Muaz membuatkanku mercon
setelah aku dibully—dulu istilah ini belum dikenal—karena merconku
terlalu feminin. Aku membuatnya dari potongan papan yang kulubangi dengan paku,
lalu lubang itu diisi bubuk fosfor hasil menggerus kepala batang korek api,
lalu menutupnya dengan lembar kecil alas gesek yang melekat di sisi kotak korek
api itu. Kemudian, berdiri ala kadarnya paku yang ujungnya telah ditumpulkan
pada lubang papan tadi. Dengan satu pukulan, ledakan akan terdengar.
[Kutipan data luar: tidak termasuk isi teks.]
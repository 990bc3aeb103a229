//! Collision, scoring and the life/level transitions.
//!
//! Every function works on a borrowed `SessionContext`.  Removals are
//! collected during a scan and applied afterwards, so no collection is
//! modified while it is being iterated.

use crate::entities::{Bullet, Entity};
use crate::fleet::build_fleet;
use crate::session::SessionContext;

/// Result of the ship being struck.
#[derive(Clone, Copy, Debug, PartialEq, Eq)]
pub enum ShipHit {
    /// Lives remain; the board was reset.
    LifeLost,
    /// That was the last ship; the game is no longer active.
    GameOver,
}

// ── Bullets ──────────────────────────────────────────────────────────────────

/// Fire from the ship's nose.  Silently refused (returns false) when the
/// cap on live bullets is reached.
pub fn fire_bullet(ctx: &mut SessionContext) -> bool {
    if ctx.bullets.len() >= ctx.settings.bullets_allowed {
        tracing::trace!(live = ctx.bullets.len(), "bullet cap reached");
        return false;
    }
    let bullet = Bullet::new(&ctx.settings, &ctx.ship);
    ctx.bullets.push(bullet);
    true
}

pub fn advance_bullets(ctx: &mut SessionContext) {
    for bullet in ctx.bullets.iter_mut() {
        bullet.advance(&ctx.settings);
    }
}

/// Drop bullets that have left through the top.  Returns how many went.
pub fn purge_offscreen_bullets(ctx: &mut SessionContext) -> usize {
    let before = ctx.bullets.len();
    ctx.bullets.retain(|b| !b.is_offscreen());
    before - ctx.bullets.len()
}

/// Destroy every bullet/alien pair that overlaps and score the aliens.
///
/// Bullets are scanned in order.  An alien belongs to the first bullet that
/// reaches it; a later bullet that only touches already-claimed aliens
/// keeps flying.  Returns the number of aliens destroyed.
pub fn resolve_bullet_alien(ctx: &mut SessionContext) -> u32 {
    let mut bullet_hit = vec![false; ctx.bullets.len()];
    let mut alien_hit = vec![false; ctx.aliens.len()];
    let mut destroyed = 0u32;

    for (bi, bullet) in ctx.bullets.iter().enumerate() {
        let bbox = bullet.bounding_box();
        for (ai, alien) in ctx.aliens.iter().enumerate() {
            if !alien_hit[ai] && bbox.overlaps(&alien.bounding_box()) {
                alien_hit[ai] = true;
                bullet_hit[bi] = true;
                destroyed += 1;
            }
        }
    }

    if destroyed == 0 {
        return 0;
    }

    let mut flags = bullet_hit.iter();
    ctx.bullets.retain(|_| !flags.next().copied().unwrap_or(false));
    let mut flags = alien_hit.iter();
    ctx.aliens.retain(|_| !flags.next().copied().unwrap_or(false));

    let points = ctx.settings.dynamic.alien_points.saturating_mul(destroyed);
    if ctx.stats.add_score(points) {
        tracing::debug!(high_score = ctx.stats.high_score, "new high score");
    }
    destroyed
}

// ── Level progression ────────────────────────────────────────────────────────

/// Level-up when the fleet is gone: clear bullets, speed up, bump the level
/// and lay out the next fleet.  Returns whether it happened.
pub fn check_fleet_cleared(ctx: &mut SessionContext) -> bool {
    if !ctx.aliens.is_empty() {
        return false;
    }
    ctx.bullets.clear();
    ctx.settings.increase_speed();
    ctx.stats.level += 1;
    build_fleet(&ctx.settings, &mut ctx.aliens);
    tracing::info!(
        level = ctx.stats.level,
        alien_points = ctx.settings.dynamic.alien_points,
        "fleet destroyed, level up"
    );
    true
}

// ── Ship damage ──────────────────────────────────────────────────────────────

/// Lose a ship.  With lives left the board is rebuilt; on the last ship the
/// game ends and the board is left exactly as it was.
pub fn ship_hit(ctx: &mut SessionContext) -> ShipHit {
    ctx.stats.ships_left = ctx.stats.ships_left.saturating_sub(1);

    if ctx.stats.ships_left > 0 {
        ctx.reset_board();
        tracing::info!(ships_left = ctx.stats.ships_left, "ship hit, life lost");
        ShipHit::LifeLost
    } else {
        ctx.stats.game_active = false;
        ctx.stats.game_paused = false;
        tracing::info!(
            score = ctx.stats.score,
            level = ctx.stats.level,
            high_score = ctx.stats.high_score,
            "game over"
        );
        ShipHit::GameOver
    }
}

/// Ship rammed by any alien.
pub fn resolve_ship_alien(ctx: &mut SessionContext) -> Option<ShipHit> {
    let ship_box = ctx.ship.bounding_box();
    if ctx.aliens.iter().any(|a| ship_box.overlaps(&a.bounding_box())) {
        Some(ship_hit(ctx))
    } else {
        None
    }
}

/// Any alien touching the bottom of the screen costs a ship too.
pub fn check_aliens_reached_bottom(ctx: &mut SessionContext) -> Option<ShipHit> {
    let bottom = ctx.settings.screen_height;
    if ctx.aliens.iter().any(|a| a.bounding_box().bottom() >= bottom) {
        Some(ship_hit(ctx))
    } else {
        None
    }
}
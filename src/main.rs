mod display;

use std::collections::HashMap;
use std::fs::File;
use std::io::{stdout, BufWriter, Write};
use std::path::PathBuf;
use std::sync::{mpsc, Arc};
use std::thread;
use std::time::{Duration, Instant};

use anyhow::{Context, Result};
use clap::Parser;
use crossterm::{
    cursor,
    event::{
        self, DisableMouseCapture, EnableMouseCapture, Event, KeyCode, KeyEvent, KeyEventKind,
        KeyModifiers, KeyboardEnhancementFlags, MouseButton, MouseEvent, MouseEventKind,
        PopKeyboardEnhancementFlags, PushKeyboardEnhancementFlags,
    },
    terminal, ExecutableCommand,
};
use tracing_subscriber::filter::EnvFilter;

use alien_invasion::{Control, Game, InputEvent, Key, Settings};
use display::Viewport;

/// A key counts as "held" if its last press/repeat event arrived within this
/// window.  Only used on terminals that never report key releases: the OS
/// key-repeat keeps refreshing it while the key is down.
const HOLD_WINDOW: Duration = Duration::from_millis(150);

#[derive(Parser, Debug)]
#[command(name = "alien_invasion")]
#[command(about = "Shoot down the descending alien fleet")]
struct Args {
    /// World width in pixels
    #[arg(long, default_value_t = alien_invasion::settings::SCREEN_WIDTH)]
    width: i32,

    /// World height in pixels
    #[arg(long, default_value_t = alien_invasion::settings::SCREEN_HEIGHT)]
    height: i32,

    /// Ships per game
    #[arg(long, default_value_t = alien_invasion::settings::SHIP_LIMIT)]
    lives: u32,

    /// Bullets allowed on screen at once
    #[arg(long, default_value_t = alien_invasion::settings::BULLETS_ALLOWED)]
    bullets: usize,

    /// Simulation ticks per second
    #[arg(long, default_value_t = 60)]
    fps: u32,

    /// Write tracing output to this file (filtered by RUST_LOG)
    #[arg(long)]
    log: Option<PathBuf>,
}

impl Args {
    fn settings(&self) -> Settings {
        Settings {
            screen_width: self.width,
            screen_height: self.height,
            ship_limit: self.lives,
            bullets_allowed: self.bullets,
            ..Settings::default()
        }
    }

    fn frame(&self) -> Duration {
        Duration::from_secs(1) / self.fps.max(1)
    }
}

/// The terminal is in raw mode while playing, so logs go to a file or
/// nowhere.
fn init_tracing(path: Option<&PathBuf>) -> Result<()> {
    let Some(path) = path else {
        return Ok(());
    };
    let file = File::create(path)
        .with_context(|| format!("cannot open log file {}", path.display()))?;
    tracing_subscriber::fmt()
        .with_env_filter(
            EnvFilter::from_default_env().add_directive(tracing::Level::INFO.into()),
        )
        .with_ansi(false)
        .with_writer(Arc::new(file))
        .init();
    Ok(())
}

// ── Input mapping ─────────────────────────────────────────────────────────────

fn map_key(code: KeyCode) -> Option<Key> {
    match code {
        KeyCode::Left | KeyCode::Char('a') | KeyCode::Char('A') => Some(Key::Left),
        KeyCode::Right | KeyCode::Char('d') | KeyCode::Char('D') => Some(Key::Right),
        KeyCode::Char(' ') => Some(Key::Fire),
        KeyCode::Char('p') | KeyCode::Char('P') => Some(Key::Pause),
        KeyCode::Enter => Some(Key::Play),
        KeyCode::Char('q') | KeyCode::Char('Q') | KeyCode::Esc => Some(Key::Quit),
        _ => None,
    }
}

/// Turns raw terminal events into game input.  Remembers when each movement
/// key was last seen so releases can be synthesised on classic terminals.
struct InputTranslator {
    reports_release: bool,
    held: HashMap<Key, Instant>,
}

impl InputTranslator {
    fn new(reports_release: bool) -> Self {
        Self {
            reports_release,
            held: HashMap::new(),
        }
    }

    fn translate(&mut self, ev: Event, vp: &Viewport, now: Instant) -> Option<InputEvent> {
        match ev {
            Event::Key(KeyEvent { code, modifiers, .. })
                if code == KeyCode::Char('c') && modifiers.contains(KeyModifiers::CONTROL) =>
            {
                Some(InputEvent::Quit)
            }
            Event::Key(KeyEvent { code, kind, .. }) => {
                let key = map_key(code)?;
                match kind {
                    KeyEventKind::Press => {
                        let repeat = self.held.insert(key, now).is_some();
                        // Classic terminals report auto-repeat as fresh presses;
                        // only the first one should fire or toggle.
                        if repeat && !self.reports_release && !is_movement(key) {
                            return None;
                        }
                        Some(InputEvent::KeyDown(key))
                    }
                    KeyEventKind::Repeat => {
                        self.held.insert(key, now);
                        None
                    }
                    KeyEventKind::Release => {
                        self.held.remove(&key);
                        Some(InputEvent::KeyUp(key))
                    }
                }
            }
            Event::Mouse(MouseEvent {
                kind: MouseEventKind::Down(MouseButton::Left),
                column,
                row,
                ..
            }) => {
                let (x, y) = vp.to_world(column, row);
                Some(InputEvent::Click { x, y })
            }
            _ => None,
        }
    }

    /// Keys whose repeat stream has gone quiet, released on this frame.
    fn expired(&mut self, now: Instant) -> Vec<InputEvent> {
        if self.reports_release {
            return Vec::new();
        }
        let stale: Vec<Key> = self
            .held
            .iter()
            .filter(|&(_, &seen)| now.duration_since(seen) > HOLD_WINDOW)
            .map(|(&key, _)| key)
            .collect();
        stale
            .into_iter()
            .map(|key| {
                self.held.remove(&key);
                InputEvent::KeyUp(key)
            })
            .collect()
    }
}

fn is_movement(key: Key) -> bool {
    matches!(key, Key::Left | Key::Right)
}

// ── Game loop ─────────────────────────────────────────────────────────────────

/// One iteration per frame: drain input (quit is honoured even during a
/// life-lost pause), advance the simulation, draw.
fn game_loop<W: Write>(
    out: &mut W,
    game: &mut Game,
    rx: &mpsc::Receiver<Event>,
    keyboard_enhanced: bool,
    frame: Duration,
) -> Result<()> {
    let mut input = InputTranslator::new(keyboard_enhanced);
    let (world_w, world_h) = {
        let s = &game.context().settings;
        (s.screen_width, s.screen_height)
    };

    loop {
        let frame_start = Instant::now();
        let (cols, rows) = terminal::size()?;
        let vp = Viewport::new(cols, rows, world_w, world_h);

        // ── Drain all pending input events (non-blocking) ─────────────────────
        let mut events = Vec::new();
        while let Ok(ev) = rx.try_recv() {
            if let Some(ev) = input.translate(ev, &vp, frame_start) {
                events.push(ev);
            }
        }
        events.extend(input.expired(frame_start));

        for ev in events {
            if game.handle_input(ev, frame_start) == Control::Quit {
                tracing::info!(
                    score = game.stats().score,
                    high_score = game.stats().high_score,
                    "quit"
                );
                return Ok(());
            }
        }

        game.tick(frame_start);

        display::render(out, &game.view(frame_start), &vp)?;

        let elapsed = frame_start.elapsed();
        if elapsed < frame {
            thread::sleep(frame - elapsed);
        }
    }
}

// ── Entry point ───────────────────────────────────────────────────────────────

fn main() -> Result<()> {
    let args = Args::parse();
    init_tracing(args.log.as_ref())?;

    // Bad configuration is reported before the terminal is touched.
    let mut game = Game::new(args.settings()).context("invalid game configuration")?;

    let raw_out = stdout();
    let mut out = BufWriter::new(raw_out);

    terminal::enable_raw_mode()?;
    out.execute(terminal::EnterAlternateScreen)?;
    out.execute(cursor::Hide)?;
    out.execute(EnableMouseCapture)?;

    // Request key-release events only where the terminal answers the
    // capability query.  Pushing the flags succeeds on any Unix terminal,
    // so its result says nothing about support.  Others fall back to the
    // hold window.  The query reads from stdin, so it runs before the
    // input thread starts.
    let keyboard_enhanced = terminal::supports_keyboard_enhancement().unwrap_or(false)
        && out
            .execute(PushKeyboardEnhancementFlags(
                KeyboardEnhancementFlags::REPORT_EVENT_TYPES,
            ))
            .is_ok();
    tracing::debug!(keyboard_enhanced, "terminal ready");

    // Blocking event reads happen on their own thread so the loop never
    // waits on I/O.
    let (tx, rx) = mpsc::channel::<Event>();
    thread::spawn(move || loop {
        match event::read() {
            Ok(ev) => {
                if tx.send(ev).is_err() {
                    break; // receiver dropped → program exiting
                }
            }
            Err(_) => break,
        }
    });

    let result = game_loop(&mut out, &mut game, &rx, keyboard_enhanced, args.frame());

    // Always restore the terminal
    if keyboard_enhanced {
        let _ = out.execute(PopKeyboardEnhancementFlags);
    }
    let _ = out.execute(DisableMouseCapture);
    let _ = out.execute(cursor::Show);
    let _ = out.execute(terminal::LeaveAlternateScreen);
    let _ = terminal::disable_raw_mode();

    result
}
Tapi itu
sangat tidak laki-laki. Ilmu itu aku dapatkan dari Yuk Menik.
Muaz yang kasihan melihat
aku menjadi bahan tawa di kelas—Gavin menceritakannya pada seantero sekolah,
kemudian menyuruhku mencari busi bekas mobil untuk ia jadikan mercon yang
jantan. Dibantu Dodi dan Muhsin, tidak hanya busi, aku bahkan mendapatkan bahan
yang lengkap; busi bekas mobil, korek api, karet ban, dan tali rafia.
Malam ini kudengar Bapak
masih membahas cerita rapat dengan teman-temannya. Ketua RT lama mendadak
sakit, bulan lalu meninggal dunia. Sekarang kelompok domino itu menyiapkan
rencana organ tunggal sehari semalam untuk menyambut ketua RT yang baru. Akan
ada pesta.
Yang menjadi masalah
mereka, saat ini bulan puasa. Suara speaker panggung akan
bersaing dengan speaker masjid. Bahwa pada siang hari orang
akan berpuasa bukanlah kendala. Di sini kami terbiasa melihat orang lalu lalang
sambil merokok dari awal hingga akhir Ramadan.
“Biso diatur. Kagek aku
yang lobi pengurus masjid untuk libur tadarus semalam bae. Kito kan
menghormati pimpinan kampung. RT lain jugo pasti setuju,”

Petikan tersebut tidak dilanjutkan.